Women make up a large share of the care and service staff on the front lines of the immediate crisis response: doctors, nurses, care home staff and medical service technicians. As schools and nurseries closed, women with children have shouldered a majority of the increased burden of childcare, domestic work and home-schooling, while many in the teaching and childcare professions, disproportionately staffed by women, find themselves out of work. More mothers than fathers have reduced their working hours or left their jobs altogether to care for children during school closures. And with more women than men in the lower-paid service jobs that have been worst hit by the crisis, women’s employment has taken a massive hit.
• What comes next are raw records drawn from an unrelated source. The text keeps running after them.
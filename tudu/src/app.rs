//! Application state and event handling.
//!
//! `App` owns the [`TaskStore`] and the UI-only state around it (the new-task
//! input, focus, selection, the blocking notice). Key presses and clicks are
//! translated into [`Command`] values and dispatched to the store.

use crossterm::event::{KeyCode, KeyEvent, KeyModifiers, MouseButton, MouseEvent, MouseEventKind};
use ratatui::layout::Rect;
use tudu_core::{Command, Outcome, TaskId, TaskStore};

use crate::text_input;
use crate::ui::layout::{self, HitTarget};

/// Which panel is currently focused.
#[derive(Debug, Clone, Copy, PartialEq, Eq)]
pub enum PanelFocus {
    /// New-task input is focused (default).
    Input,
    /// Task list is focused.
    Tasks,
}

/// Main application state.
pub struct App {
    /// Staged text for the next task.
    pub input: String,
    /// Cursor position in input (character index).
    pub cursor_position: usize,
    /// Tasks and the active edit.
    pub store: TaskStore,
    /// Cursor position in the edit buffer (character index).
    pub edit_cursor: usize,
    /// Which panel is focused.
    pub focus: PanelFocus,
    /// Selected row in the task list.
    pub selected_task: usize,
    /// Blocking notice; while set, the next key or click only dismisses it.
    pub notice: Option<String>,
    /// Heading shown in the title bar.
    pub title: String,
    /// Placeholder for the empty input.
    pub placeholder: String,
    /// Terminal area of the last drawn frame, used for mouse hit-testing.
    pub viewport: Rect,
    /// Whether the app should quit.
    pub should_quit: bool,
}

impl App {
    /// Create an application with an empty task list.
    #[must_use]
    pub fn new() -> Self {
        Self {
            input: String::new(),
            cursor_position: 0,
            store: TaskStore::new(),
            edit_cursor: 0,
            focus: PanelFocus::Input,
            selected_task: 0,
            notice: None,
            title: "To-Do List".to_string(),
            placeholder: "Add a new task...".to_string(),
            viewport: Rect::default(),
            should_quit: false,
        }
    }

    /// Set the title bar heading.
    #[must_use]
    pub fn with_title(mut self, title: impl Into<String>) -> Self {
        self.title = title.into();
        self
    }

    /// Set the input placeholder.
    #[must_use]
    pub fn with_placeholder(mut self, placeholder: impl Into<String>) -> Self {
        self.placeholder = placeholder.into();
        self
    }

    /// Apply a command to the store.
    ///
    /// A locked edit raises the blocking notice instead of changing state.
    pub fn dispatch(&mut self, command: Command) -> Outcome {
        match self.store.dispatch(command) {
            Ok(outcome) => {
                match &outcome {
                    Outcome::Added(_) => {
                        self.selected_task = self.store.len().saturating_sub(1);
                    }
                    Outcome::EditStarted(id) => {
                        self.edit_cursor = self.store.edit_buffer().chars().count();
                        self.focus = PanelFocus::Tasks;
                        self.select_id(id);
                    }
                    _ => {}
                }
                self.clamp_selection();
                outcome
            }
            Err(err) => {
                tracing::info!(%err, "edit rejected");
                self.notice = Some(err.to_string());
                Outcome::Unchanged
            }
        }
    }

    /// Id of the selected task, if the list is not empty.
    #[must_use]
    pub fn selected_id(&self) -> Option<TaskId> {
        self.store.tasks().get(self.selected_task).map(|task| task.id)
    }

    /// Whether a task edit is in progress.
    #[must_use]
    pub const fn is_editing(&self) -> bool {
        self.store.active_edit().is_some()
    }

    /// Handle a key event.
    pub fn handle_key_event(&mut self, key: KeyEvent) {
        if let (KeyCode::Char('c'), KeyModifiers::CONTROL) = (key.code, key.modifiers) {
            self.should_quit = true;
            return;
        }

        if self.notice.take().is_some() {
            return;
        }

        if matches!(key.code, KeyCode::Tab | KeyCode::BackTab) {
            self.toggle_focus();
            return;
        }

        match self.focus {
            PanelFocus::Input => self.handle_input_key(key),
            PanelFocus::Tasks if self.is_editing() => self.handle_edit_key(key),
            PanelFocus::Tasks => self.handle_task_key(key),
        }
    }

    /// Handle a mouse event. Only left clicks and the scroll wheel matter.
    pub fn handle_mouse_event(&mut self, mouse: MouseEvent) {
        match mouse.kind {
            MouseEventKind::Down(MouseButton::Left) => {}
            MouseEventKind::ScrollUp if self.notice.is_none() => {
                self.prev_task();
                return;
            }
            MouseEventKind::ScrollDown if self.notice.is_none() => {
                self.next_task();
                return;
            }
            _ => return,
        }

        if self.notice.take().is_some() {
            return;
        }

        let Some(target) = layout::hit_test(
            self.viewport,
            self.store.len(),
            self.selected_task,
            mouse.column,
            mouse.row,
        ) else {
            return;
        };
        tracing::trace!(?target, "click");

        match target {
            HitTarget::Input => self.focus = PanelFocus::Input,
            HitTarget::AddButton => self.submit_task(),
            HitTarget::Checkbox(idx) => {
                if let Some(id) = self.focus_row(idx) {
                    self.dispatch(Command::Toggle(id));
                }
            }
            HitTarget::Text(idx) => {
                // The edit field of the row being edited is not a toggle.
                if let Some(id) = self.focus_row(idx)
                    && !self.store.is_editing(&id)
                {
                    self.dispatch(Command::Toggle(id));
                }
            }
            HitTarget::EditSave(idx) => {
                if let Some(id) = self.focus_row(idx) {
                    self.edit_or_save(id);
                }
            }
            HitTarget::Delete(idx) => {
                if let Some(id) = self.focus_row(idx) {
                    self.dispatch(Command::Delete(id));
                }
            }
        }
    }

    /// Handle key event when the new-task input is focused.
    fn handle_input_key(&mut self, key: KeyEvent) {
        match key.code {
            KeyCode::Enter => self.submit_task(),
            KeyCode::Esc => self.should_quit = true,
            _ => {
                text_input::apply_key(&mut self.input, &mut self.cursor_position, key);
            }
        }
    }

    /// Handle key event when the task list is focused and nothing is being edited.
    fn handle_task_key(&mut self, key: KeyEvent) {
        match key.code {
            KeyCode::Up | KeyCode::Char('k') => self.prev_task(),
            KeyCode::Down | KeyCode::Char('j') => self.next_task(),
            KeyCode::Home | KeyCode::Char('g') => self.selected_task = 0,
            KeyCode::End | KeyCode::Char('G') => {
                self.selected_task = self.store.len().saturating_sub(1);
            }
            KeyCode::Char(' ' | 'x') => {
                if let Some(id) = self.selected_id() {
                    self.dispatch(Command::Toggle(id));
                }
            }
            KeyCode::Enter | KeyCode::Char('e') => {
                if let Some(id) = self.selected_id() {
                    self.dispatch(Command::Edit(id));
                }
            }
            KeyCode::Delete | KeyCode::Char('d') => {
                if let Some(id) = self.selected_id() {
                    self.dispatch(Command::Delete(id));
                }
            }
            KeyCode::Char('a' | 'i') => self.focus = PanelFocus::Input,
            KeyCode::Esc | KeyCode::Char('q') => self.should_quit = true,
            _ => {}
        }
    }

    /// Handle key event while a task is being edited.
    fn handle_edit_key(&mut self, key: KeyEvent) {
        let Some(id) = self.store.active_edit().map(|edit| edit.id) else {
            return;
        };
        match key.code {
            KeyCode::Enter => {
                self.dispatch(Command::Save(id));
            }
            KeyCode::Esc => {
                self.dispatch(Command::CancelEdit);
            }
            _ => {
                if let Some(buffer) = self.store.edit_buffer_mut() {
                    text_input::apply_key(buffer, &mut self.edit_cursor, key);
                }
            }
        }
    }

    /// Submit the staged input as a new task; the input is cleared only if
    /// a task was added.
    fn submit_task(&mut self) {
        let outcome = self.dispatch(Command::Add(self.input.clone()));
        if let Outcome::Added(id) = outcome {
            tracing::info!(%id, "task added");
            self.input.clear();
            self.cursor_position = 0;
        }
    }

    /// Start editing `id`, or save it if it is already being edited.
    fn edit_or_save(&mut self, id: TaskId) {
        if self.store.is_editing(&id) {
            self.dispatch(Command::Save(id));
        } else {
            self.dispatch(Command::Edit(id));
        }
    }

    /// Select the row at `idx` and focus the list; returns its task id.
    fn focus_row(&mut self, idx: usize) -> Option<TaskId> {
        let id = self.store.tasks().get(idx)?.id;
        self.selected_task = idx;
        self.focus = PanelFocus::Tasks;
        Some(id)
    }

    fn select_id(&mut self, id: &TaskId) {
        if let Some(idx) = self.store.tasks().iter().position(|task| task.id == *id) {
            self.selected_task = idx;
        }
    }

    const fn toggle_focus(&mut self) {
        self.focus = match self.focus {
            PanelFocus::Input => PanelFocus::Tasks,
            PanelFocus::Tasks => PanelFocus::Input,
        };
    }

    fn clamp_selection(&mut self) {
        self.selected_task = self
            .selected_task
            .min(self.store.len().saturating_sub(1));
    }

    const fn prev_task(&mut self) {
        if self.selected_task > 0 {
            self.selected_task -= 1;
        }
    }

    fn next_task(&mut self) {
        if self.selected_task < self.store.len().saturating_sub(1) {
            self.selected_task += 1;
        }
    }
}

impl Default for App {
    fn default() -> Self {
        Self::new()
    }
}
As lockdowns have kept people inside their homes, concerns have been raised about the increased potential for gender-based violence and the heightened challenges for those attempting to escape it.


Quantifying these differences with official statistics is crucial to elevate such observations from speculation or anecdotes to measurable facts that can drive policy responses. This need for numbers has placed gender statistics at the forefront of National Statistical Offices’ responses to the crisis.


In the run-up to World Statistics Day on 20 October, this week’s UNECE online meetings on gender statistics have offered countries across the region a platform to showcase their variety of quick-fire responses to this urgent need to generate data.


In the Republic of Moldova new questions have been added to existing surveys to measure impacts of the pandemic on health, work, education and financial status, while in the United States new ‘pulse surveys’ on these topics were deployed at speed.


In Ireland, a new survey on the ‘Social impact of Covid-19 on Women and Men’ was developed, revealing some stark gender differences. In 2018 the share of women and of men reporting low overall life satisfaction was below 10 per cent; by April 2020, this had risen to 22 per cent for men and to a staggering 37 per cent for women in Ireland.


The Italian National Statistical Institute reported analysis of data from calls to a national domestic abuse helpline between March and June 2020, revealing an increase of almost 120 per cent over the same period in the previous year; while requests for help made via a chat tool increased more than fivefold, reflecting the challenges of making telephone calls for help when household members are in lockdown together.


The social and economic impacts of Covid-19 will last far longer than the pandemic itself. The UN Secretary-General António Guterres has cautioned that the retrograde steps for gender equality could take years to be undone, unless concerted efforts are made now. These efforts will be driven by gender data, which must be gathered and disseminated at higher speed and greater frequency than before the pandemic, and which will need to be comparable over time and between countries. Recognizing the need for practical guidance to support countries in this endeavour, the UNECE Steering Group on Gender Statistics, a group of 25 experts which guides the region’s gender statistics work, is developing a minimum set of suggested questions for data producers to add to household surveys, such as household budget and expenditure surveys or labour force surveys, to capture the way that gender inequalities in the impacts of the pandemic manifest themselves in the medium and long term.